I love writing. I know that’s a big shock. Blogging is my splurge. When I first began my blog, I had a focused purpose and a clear audience in mind. I wanted to reach out to the people in this world who feel the same way I do and let them know that there is hope. But I lost sight of that purpose, and this is my apology.
I began this blog as a way to express my humanity. I think we all can relate to feeling guilty for not measuring up to expectations. In my case, this guilt came because of a painful breakup. Although I knew that I wasn’t perfect, I finally had to admit that nothing I did could make Fishie choose to look past my faults and love me. I wasn’t good enough. I’ve lost track of how long it’s been since I last spoke with him. But no matter how much time passes, I know the pain will never completely fade because the pain is rooted in my failure.
In order to cope with my guilt, I began to glory in my humanity. I became proud of my faults. I guess in one sense you could pass that pride off as biblical. Didn’t the apostle Paul say that he gloried in his infirmities? And for a while, I suppose I was learning a valuable trait–the importance of being transparent and real. But that transparence is only as good as its desire to grow and change.

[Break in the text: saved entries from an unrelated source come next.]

//! Error types for the reduction layer
//!
//! Reduction itself cannot fail. These cover the data sources queries are
//! built on and configuration loading.

use thiserror::Error;

/// Errors a performance-counter data source may report
#[derive(Debug, Error, Clone, PartialEq, Eq)]
pub enum QueryError {
    #[error("Data source unavailable: {0}")]
    Unavailable(String),

    #[error("Query timed out")]
    Timeout,

    #[error("Failed to decode query result: {0}")]
    Decode(String),
}

/// Errors that can occur while loading reduction configuration
#[derive(Debug, Error, Clone, PartialEq, Eq)]
pub enum ConfigError {
    #[error("Failed to read config file {path}: {error}")]
    Io { path: String, error: String },

    #[error("Failed to parse config: {0}")]
    Parse(String),
}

I think everyone will agree with me that it’s hard to live with perfection. While nobody would claim to be perfect in so many words, at least I don’t think anyone would, many people do seem to think they have the right of way, metaphorically speaking. I am not the kind of person who shies away from learning new skills. This summer I began running for the first time. If someone (preferably somebody Tall, Dark, Handsome, and British) wanted to teach me how to play baseball, soccer, tennis, hockey, football, golf, or any other sport, I would have no problem letting him teach me how to throw a ball or how to dribble because I know that I need help. But if I am baking banana bread in my kitchen, I do not want and will struggle to accept anyone’s assistance because I have been baking all sorts of munchies since the age of thirteen. I may not be the greatest cheese grater or the most fabulous roller of the rolling pin, but I know my way around a kitchen. If I want help, I will ask for it. I will say, “Where is the cream of tartar?” or “Can you look at the recipe and tell me if I need one teaspoon or one tablespoon of salt?” But unless I say, “Please put the pepperoni on the pizza,” I don’t want anyone rearranging my pepperoni.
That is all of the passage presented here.